- What the exercise asks -
Among the lines of the records, find all that carry the word "relaxed" and copy them.

*** Provided records Section Begins ***

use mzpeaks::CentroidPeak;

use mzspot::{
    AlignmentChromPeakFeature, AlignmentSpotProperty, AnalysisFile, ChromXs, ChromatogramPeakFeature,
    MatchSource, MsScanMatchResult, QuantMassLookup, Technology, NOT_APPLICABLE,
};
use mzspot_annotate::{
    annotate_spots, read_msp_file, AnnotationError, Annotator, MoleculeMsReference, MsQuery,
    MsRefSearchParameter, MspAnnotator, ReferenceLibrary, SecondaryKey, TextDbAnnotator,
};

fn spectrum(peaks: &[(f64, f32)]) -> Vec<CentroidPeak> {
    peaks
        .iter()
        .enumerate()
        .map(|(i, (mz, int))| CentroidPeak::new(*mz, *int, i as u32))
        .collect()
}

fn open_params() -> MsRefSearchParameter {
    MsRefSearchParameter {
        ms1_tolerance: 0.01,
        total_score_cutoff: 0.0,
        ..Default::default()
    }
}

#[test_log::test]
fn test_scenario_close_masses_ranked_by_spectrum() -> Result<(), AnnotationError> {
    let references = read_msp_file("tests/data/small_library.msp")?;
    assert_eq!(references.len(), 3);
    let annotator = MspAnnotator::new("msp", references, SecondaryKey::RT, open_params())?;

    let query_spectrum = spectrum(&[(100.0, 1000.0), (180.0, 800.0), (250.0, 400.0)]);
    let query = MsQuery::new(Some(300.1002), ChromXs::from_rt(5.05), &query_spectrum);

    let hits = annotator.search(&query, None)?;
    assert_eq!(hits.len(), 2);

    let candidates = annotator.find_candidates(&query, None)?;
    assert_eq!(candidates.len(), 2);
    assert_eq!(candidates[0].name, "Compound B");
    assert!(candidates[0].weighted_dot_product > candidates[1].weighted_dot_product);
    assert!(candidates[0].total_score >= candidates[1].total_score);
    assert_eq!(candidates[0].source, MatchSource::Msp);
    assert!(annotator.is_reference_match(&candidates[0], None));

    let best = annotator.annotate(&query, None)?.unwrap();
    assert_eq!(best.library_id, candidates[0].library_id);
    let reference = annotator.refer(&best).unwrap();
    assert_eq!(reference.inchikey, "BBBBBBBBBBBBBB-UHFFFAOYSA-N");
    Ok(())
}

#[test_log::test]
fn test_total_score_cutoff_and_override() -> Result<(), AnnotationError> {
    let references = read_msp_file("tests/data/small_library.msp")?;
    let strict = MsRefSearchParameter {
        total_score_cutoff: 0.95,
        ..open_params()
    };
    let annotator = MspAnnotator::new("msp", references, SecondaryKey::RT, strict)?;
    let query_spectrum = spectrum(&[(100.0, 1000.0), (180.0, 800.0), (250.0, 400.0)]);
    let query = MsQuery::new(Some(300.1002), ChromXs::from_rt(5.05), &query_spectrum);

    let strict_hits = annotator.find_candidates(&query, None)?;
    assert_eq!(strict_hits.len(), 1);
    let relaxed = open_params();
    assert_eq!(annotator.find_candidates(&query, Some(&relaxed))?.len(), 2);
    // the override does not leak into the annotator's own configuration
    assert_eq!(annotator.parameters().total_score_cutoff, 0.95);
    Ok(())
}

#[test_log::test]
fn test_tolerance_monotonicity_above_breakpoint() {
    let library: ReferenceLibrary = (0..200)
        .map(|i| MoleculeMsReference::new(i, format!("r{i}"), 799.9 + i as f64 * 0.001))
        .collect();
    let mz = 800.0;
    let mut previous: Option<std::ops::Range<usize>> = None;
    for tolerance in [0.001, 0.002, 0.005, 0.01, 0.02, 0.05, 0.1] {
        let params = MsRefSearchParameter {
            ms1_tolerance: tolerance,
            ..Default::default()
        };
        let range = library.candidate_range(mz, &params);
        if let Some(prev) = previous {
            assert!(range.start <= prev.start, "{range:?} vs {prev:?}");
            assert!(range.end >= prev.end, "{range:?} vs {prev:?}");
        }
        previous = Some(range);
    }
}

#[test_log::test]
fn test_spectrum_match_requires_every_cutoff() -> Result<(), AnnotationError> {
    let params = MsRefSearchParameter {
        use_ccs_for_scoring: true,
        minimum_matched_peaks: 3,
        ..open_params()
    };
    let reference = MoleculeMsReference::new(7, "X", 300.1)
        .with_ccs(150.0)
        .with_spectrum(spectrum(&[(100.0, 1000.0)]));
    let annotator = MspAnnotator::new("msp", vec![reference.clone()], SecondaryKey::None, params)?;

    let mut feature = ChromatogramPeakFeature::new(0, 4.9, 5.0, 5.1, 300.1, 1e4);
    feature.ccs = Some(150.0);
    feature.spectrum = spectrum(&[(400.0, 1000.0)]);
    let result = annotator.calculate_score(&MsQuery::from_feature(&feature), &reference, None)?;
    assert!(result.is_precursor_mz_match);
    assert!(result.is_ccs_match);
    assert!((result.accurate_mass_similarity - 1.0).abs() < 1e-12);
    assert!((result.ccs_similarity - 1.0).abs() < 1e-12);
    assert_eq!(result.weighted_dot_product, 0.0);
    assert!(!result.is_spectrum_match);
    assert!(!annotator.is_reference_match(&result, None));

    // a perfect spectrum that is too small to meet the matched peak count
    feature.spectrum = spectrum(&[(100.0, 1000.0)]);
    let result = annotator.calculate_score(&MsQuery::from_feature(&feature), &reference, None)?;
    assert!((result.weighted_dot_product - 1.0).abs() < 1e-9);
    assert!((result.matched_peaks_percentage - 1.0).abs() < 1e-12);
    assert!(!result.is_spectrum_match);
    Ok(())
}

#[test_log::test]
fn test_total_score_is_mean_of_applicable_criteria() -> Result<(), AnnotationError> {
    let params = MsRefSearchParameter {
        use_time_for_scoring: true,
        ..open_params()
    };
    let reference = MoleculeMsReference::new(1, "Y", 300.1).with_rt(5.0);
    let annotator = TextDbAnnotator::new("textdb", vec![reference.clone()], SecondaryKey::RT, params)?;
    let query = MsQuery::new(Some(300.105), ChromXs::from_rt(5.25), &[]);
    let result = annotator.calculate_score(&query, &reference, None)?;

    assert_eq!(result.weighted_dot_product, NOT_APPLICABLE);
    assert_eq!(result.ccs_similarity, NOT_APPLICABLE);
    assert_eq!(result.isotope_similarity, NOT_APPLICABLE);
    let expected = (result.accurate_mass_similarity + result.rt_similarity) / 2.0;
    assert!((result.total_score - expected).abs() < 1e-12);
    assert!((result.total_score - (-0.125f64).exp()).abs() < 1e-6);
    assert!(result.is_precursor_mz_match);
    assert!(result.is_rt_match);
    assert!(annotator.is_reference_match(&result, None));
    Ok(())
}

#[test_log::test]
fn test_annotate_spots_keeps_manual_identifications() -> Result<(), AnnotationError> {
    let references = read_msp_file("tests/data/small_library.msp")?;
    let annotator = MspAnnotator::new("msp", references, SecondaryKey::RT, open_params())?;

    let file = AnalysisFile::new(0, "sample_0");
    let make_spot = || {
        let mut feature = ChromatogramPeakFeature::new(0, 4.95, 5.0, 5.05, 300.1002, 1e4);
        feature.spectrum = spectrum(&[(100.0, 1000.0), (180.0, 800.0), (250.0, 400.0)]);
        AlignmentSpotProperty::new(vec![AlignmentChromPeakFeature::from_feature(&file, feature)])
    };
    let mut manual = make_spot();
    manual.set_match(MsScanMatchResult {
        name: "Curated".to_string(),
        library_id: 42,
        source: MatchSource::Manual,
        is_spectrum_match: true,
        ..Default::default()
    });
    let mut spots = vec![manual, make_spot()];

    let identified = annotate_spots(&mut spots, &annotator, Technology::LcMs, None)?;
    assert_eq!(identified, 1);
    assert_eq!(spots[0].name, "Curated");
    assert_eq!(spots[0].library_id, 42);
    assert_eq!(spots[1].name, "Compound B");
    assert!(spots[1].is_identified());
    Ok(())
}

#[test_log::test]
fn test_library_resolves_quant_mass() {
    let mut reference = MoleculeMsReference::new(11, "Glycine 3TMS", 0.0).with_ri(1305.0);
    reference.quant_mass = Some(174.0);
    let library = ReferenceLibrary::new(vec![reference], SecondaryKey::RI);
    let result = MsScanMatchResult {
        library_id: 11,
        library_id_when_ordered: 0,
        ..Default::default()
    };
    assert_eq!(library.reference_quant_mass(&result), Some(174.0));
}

*** Provided records Section Ends ***

- Answer to this exercise -
    let relaxed = open_params();
    assert_eq!(annotator.find_candidates(&query, Some(&relaxed))?.len(), 2);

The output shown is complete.